Vanessa: We’re here for you, Zibby.

Zibby: Thank you. I’m in a safe space.

Cara: Yes, exactly. Yours went twice as fast as this generation.

Zibby: That was another thing about the book that I was like, oh, gosh, really?

Cara: Yes.

Zibby: It’s going twice as slow. I have four kids. I’m like, oh, my god, that’s the rest of my life.

Cara: It is.

Vanessa: Basically, yes.

Cara: I always say I wanted to call this book Puberty is like Taffy. Everyone else hated that title. I love that title because it is. It has just stretched and stretched and stretched. I want you to flash back to your own puberty, your own body transformation. A, it felt like forever, and it was half as long as it is now. B, you had no idea where it was going. You didn’t know how tall you were going to be. You didn’t know how curvy you were going to be. You didn’t know how your hair texture was going to change, or your hair color. You didn’t know if you were going to have zits everywhere or no zits anywhere. You had no idea of any of it. That is their same reality. When it comes to things like body image, sometimes we adults approach things as if they should have clarity that it’s all going to be fine in the end. First of all, that’s really a very destructive approach. We don’t know where any of it is landing. Second of all, their brains don’t really care what’s happening in another five, ten, fifteen, twenty years. That is not their mental orientation. As you start to unwrap layers of your own onion on all of this, our advice is very strongly to leave those layers behind when you get into conversation with kids. As you start to think about your own experiences through and your own biases, you have to transport yourself back to that moment where you didn’t know how it was going to all work out because that’s what they’re living.

Zibby: No fun. I did appreciate, by the way — you mentioned that we had no idea how tall we would be and all that stuff. I loved your calculator, the equations of how tall. I was like, no way. I’m sitting there. I grab my phone. I’m like, calculator.

Author: It’s what makes me popular at a cocktail party.

Author: Do you like this line? My mother always says to me, “You were supposed to be taller. You were supposed to be 5’9″.” I’m like, “I’m really sorry. I don’t know what to tell you.” That’s the thing. Even with the little calculator, we can end up — all of our expectations, our hopes and dreams of how they’re going to turn out, it may just not happen that way. We spent a long time formatting that in the book, actually, because we wanted to make sure it was just right, the calculations looked just right.
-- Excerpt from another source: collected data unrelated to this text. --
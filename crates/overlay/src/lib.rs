//! Selection overlay for RegionCast
//!
//! One borderless topmost window per monitor showing a frozen, dimmed
//! snapshot of that monitor with the live selection rectangle punched
//! through undimmed.

pub mod manager;
pub mod paint;
pub mod snapshot;
pub mod window;

pub use manager::OverlayManager;

use thiserror::Error;

#[derive(Error, Debug)]
pub enum OverlayError {
    #[error("Windows API error: {0}")]
    Windows(#[from] windows::core::Error),

    #[error("screenshot failed: {0}")]
    Snapshot(String),

    #[error("no monitors found")]
    NoMonitors,
}

pub type OverlayResult<T> = Result<T, OverlayError>;

/// Pointer and key events forwarded from the overlay windows, in
/// virtual-desktop coordinates.
#[derive(Debug, Clone, Copy, PartialEq, Eq)]
pub enum OverlayEvent {
    PointerDown { x: i32, y: i32 },
    PointerMove { x: i32, y: i32 },
    PointerUp { x: i32, y: i32 },
    Cancel,
}
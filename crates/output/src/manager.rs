//! Output manager
//!
//! Ties device, window, pipeline and shared surface together and owns the
//! target-rect recreate lifecycle.

use crate::{
    device::GraphicsDevice, pipeline::RenderPipeline, surface::SharedSurface,
    target::TargetTracker, window::OutputWindow, OutputError, OutputResult,
};
use common::sync::{with_lock, RetryPolicy};
use common::Rect;

pub struct OutputManager {
    device: GraphicsDevice,
    window: OutputWindow,
    pipeline: RenderPipeline,
    surface: Option<SharedSurface>,
    target: TargetTracker,
    retry_policy: RetryPolicy,
    enabled: bool,
}

impl OutputManager {
    /// Build the full pipeline sized to the initial target rectangle. Any
    /// failure here is fatal to the process.
    pub fn new(initial: Rect, retry_policy: RetryPolicy) -> OutputResult<Self> {
        let device = GraphicsDevice::new()?;
        let window = OutputWindow::new(initial.width, initial.height)?;
        let pipeline = RenderPipeline::new(&device, window.hwnd(), initial.width, initial.height)?;
        let surface = SharedSurface::new(device.device(), initial.width, initial.height)?;

        tracing::info!(
            width = initial.width,
            height = initial.height,
            "output pipeline initialized"
        );

        Ok(Self {
            device,
            window,
            pipeline,
            surface: Some(surface),
            target: TargetTracker::new(initial),
            retry_policy,
            enabled: false,
        })
    }

    pub fn target_rect(&self) -> Rect {
        self.target.current()
    }

    /// How many times the shared surface has been allocated.
    pub fn allocations(&self) -> u64 {
        self.target.allocations()
    }

    /// Point the pipeline at a new target rectangle.
    ///
    /// No-op when the rectangle is unchanged. Otherwise the shared surface
    /// is destroyed and recreated at the new dimensions — never two alive
    /// at once — so the producer must re-query `shared_handle` afterwards.
    pub fn set_target_rect(&mut self, rect: Rect) -> OutputResult<()> {
        if !self.target.requires_recreate(&rect) {
            return Ok(());
        }

        tracing::info!(
            width = rect.width,
            height = rect.height,
            x = rect.x,
            y = rect.y,
            "recreating output pipeline for new target"
        );

        self.surface = None;
        let surface = SharedSurface::new(self.device.device(), rect.width, rect.height)?;

        self.pipeline.resize(&self.device, rect.width, rect.height)?;
        self.window.resize(rect.width, rect.height)?;

        self.surface = Some(surface);
        self.target.commit(rect);
        Ok(())
    }

    /// Cross-process handle of the current surface; `None` while a failed
    /// recreate has left the manager surface-less.
    pub fn shared_handle(&self) -> Option<isize> {
        self.surface.as_ref().map(|s| s.shared_handle())
    }

    /// Show or hide the output window. Idempotent; the pipeline stays up.
    pub fn set_enabled(&mut self, enabled: bool) {
        if enabled == self.enabled {
            return;
        }

        self.enabled = enabled;
        if enabled {
            self.window.show();
        } else {
            self.window.hide();
        }
    }

    /// Draw the shared surface into the output window and present.
    ///
    /// The keyed mutex brackets every GPU read of the surface; the retry
    /// policy bounds how long a stalled producer can hold us off before the
    /// timeout is reported as fatal.
    pub fn render(&mut self) -> OutputResult<()> {
        let surface = self.surface.as_ref().ok_or(OutputError::NoSurface)?;
        let rect = self.target.current();

        with_lock(surface, &self.retry_policy, || {
            self.pipeline
                .draw(&self.device, surface.srv(), rect.width, rect.height)
        })?;

        // Present outside the lock: the producer only needs the texture,
        // not the swapchain.
        self.pipeline.present()
    }
}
Zibby: It was perfect. I took my daughter to the Barnes & Noble in Union Square the other day. They have a Starbucks there. She was ordering a Refresher, which we’ve gotten all summer long. I don’t know if your kids drink those.

Author: Oh, my god, my daughter’s obsessed with Refreshers.

Zibby: The barista was like, “Just so you know, there’s as much caffeine in here as in an espresso.” I was like, “What? There’s caffeine in Refreshers?” Literally, my daughter, who’s ten, looks up at me, and she’s like, “That’s why I’m so short.” I was like, “No, you’re short because I’m 5’2″. You’re not going to be tall. I’m sorry. You’ve had four Refreshers or something.” Maybe it’s ten Refreshers. I don’t know.

Author: My daughter drinks those weird dragon fruit, coconut milk — there’s caffeine in those?

Zibby: Yeah.

Author: Oh, my god. She has so much energy already, so I think we need to cut back on the Refreshers.

Zibby: I’m like, this explains a lot. I flashed back to all the bedtimes. Anyway, it’s nice that you had some predictive stuff in here.

Author: A little quick math.

Zibby: A little quick math. How do you prepare kids, then, while they’re in the throes of it and things are changing? Now it’s slower. There is no way to predict. It’s hard for grown-ups to handle things that are out of our control. I know you address a lot of things in this book with great scripts, which I honestly found very, very helpful. How do you make kids who are so young see that they’re really just — they can’t really understand. You know what I’m talking about? That they’re part of a bigger context of life. This will pass. They’re not going to believe you.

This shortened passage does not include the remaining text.